Bilirubin and the induction of intracranial arterial spasm

Abstract

✓ Although a number of substances which participate in the physiological control of vascular caliber have been proposed to play a causative role in cerebral vasospasm, none of these has been shown to induce the profound, sustained degree of constriction or the vasculopathy that characterize this disorder. The present study was undertaken to determine whether bilirubin, a hemoglobin breakdown product with detergent-like activity, accrued in incubated blood or in intracranial hematoma and whether topical application of bilirubin altered the caliber or morphology of cerebral arteries.

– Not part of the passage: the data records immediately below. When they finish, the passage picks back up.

use anyhow::{Context, Result};
use std::path::Path;
use symphonia::core::audio::SampleBuffer;
use symphonia::core::codecs::DecoderOptions;
use symphonia::core::formats::FormatOptions;
use symphonia::core::io::MediaSourceStream;
use symphonia::core::meta::MetadataOptions;
use symphonia::core::probe::Hint;

use super::signal::{BitDepth, Signal};

/// Decode a file into a mono [`Signal`], rejecting files with nothing to analyze.
pub fn decode_audio(path: &Path) -> Result<Signal> {
    let file = std::fs::File::open(path)
        .with_context(|| format!("Failed to open audio file: {}", path.display()))?;

    let byte_len = file
        .metadata()
        .with_context(|| format!("Failed to stat audio file: {}", path.display()))?
        .len();
    if byte_len == 0 {
        anyhow::bail!("Audio file is empty (0 bytes): {}", path.display());
    }

    let mss = MediaSourceStream::new(Box::new(file), Default::default());

    let mut hint = Hint::new();
    if let Some(ext) = path.extension().and_then(|e| e.to_str()) {
        hint.with_extension(ext);
    }

    let probed = symphonia::default::get_probe()
        .format(&hint, mss, &FormatOptions::default(), &MetadataOptions::default())
        .with_context(|| format!("Unrecognized audio format: {}", path.display()))?;

    let mut format = probed.format;

    let track = format
        .tracks()
        .iter()
        .find(|t| t.codec_params.codec != symphonia::core::codecs::CODEC_TYPE_NULL)
        .with_context(|| format!("No audio tracks found in {}", path.display()))?;

    let track_id = track.id;
    let channels = track.codec_params.channels.map_or(1, |c| c.count());
    let sample_rate = track
        .codec_params
        .sample_rate
        .with_context(|| format!("Unknown sample rate in {}", path.display()))?;
    let bit_depth = BitDepth::from(track.codec_params.bits_per_sample);

    let mut decoder = symphonia::default::get_codecs()
        .make(&track.codec_params, &DecoderOptions::default())
        .with_context(|| format!("Failed to create audio decoder for {}", path.display()))?;

    let mut all_samples: Vec<f32> = Vec::new();

    loop {
        let packet = match format.next_packet() {
            Ok(packet) => packet,
            Err(symphonia::core::errors::Error::IoError(ref e))
                if e.kind() == std::io::ErrorKind::UnexpectedEof =>
            {
                break;
            }
            Err(e) => return Err(stream_error(path, e)),
        };

        if packet.track_id() != track_id {
            continue;
        }

        let decoded = match decoder.decode(&packet) {
            Ok(d) => d,
            Err(symphonia::core::errors::Error::DecodeError(err)) => {
                log::debug!("Skipping undecodable packet: {}", err);
                continue;
            }
            Err(e) => return Err(stream_error(path, e)),
        };

        let spec = *decoded.spec();
        let num_frames = decoded.frames();

        let mut sample_buf = SampleBuffer::<f32>::new(num_frames as u64, spec);
        sample_buf.copy_interleaved_ref(decoded);

        let samples = sample_buf.samples();

        // Downmix to mono
        if channels == 1 {
            all_samples.extend_from_slice(samples);
        } else {
            for frame_samples in samples.chunks(channels) {
                let mono: f32 = frame_samples.iter().sum::<f32>() / channels as f32;
                all_samples.push(mono);
            }
        }
    }

    if all_samples.is_empty() {
        anyhow::bail!("No audio samples could be decoded from {}", path.display());
    }

    log::info!(
        "Decoded audio: {} samples, {}Hz, bit depth {}, {:.1}s",
        all_samples.len(),
        sample_rate,
        bit_depth,
        all_samples.len() as f32 / sample_rate as f32
    );

    Ok(Signal::new(all_samples, sample_rate, bit_depth))
}

fn stream_error(path: &Path, err: symphonia::core::errors::Error) -> anyhow::Error {
    anyhow::Error::new(err).context(format!("Failed to decode audio stream in {}", path.display()))
}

As a model of blood residing in the subarachnoid space, sterile vials of cat blood and of human blood were incubated in vitro at 37°C. The concentration of bilirubin in the supernatant of cat blood increased from a value of 0.27 ± 0.3 mg% (mean ± standard error of the mean) on Day 0 to a value of 9.57 ± 2.4 mg% on Day 10; the respective values for human blood were 0.53 ± 0.02 mg% and 13.4 ± 5.4 mg%. Samples of intracranial hematoma that had been surgically removed from three patients between 4 and 11 days after hemorrhage yielded bilirubin levels from 2.1 to 15.2 mg%. Application of a bilirubin suspension of 5, 10, or 20 mg% in buffered Ringer's solution to cat basilar artery in vivo led to progressive and sustained constriction; at 4 hours the mean decrease in the width of the blood column was 34% ± 2.1%. Ultrastructural analysis of these vessels showed widespread pathological changes similar to those associated with cerebral vasospasm. Application of a 10-mg% bilirubin suspension to the basilar artery of two baboons produced similar alterations. Minimal changes in diameter or morphology were observed in cat arteries bathed in buffer solution alone. These findings in animal models indicate that bilirubin may play a central role in the development of cerebral vasospasm.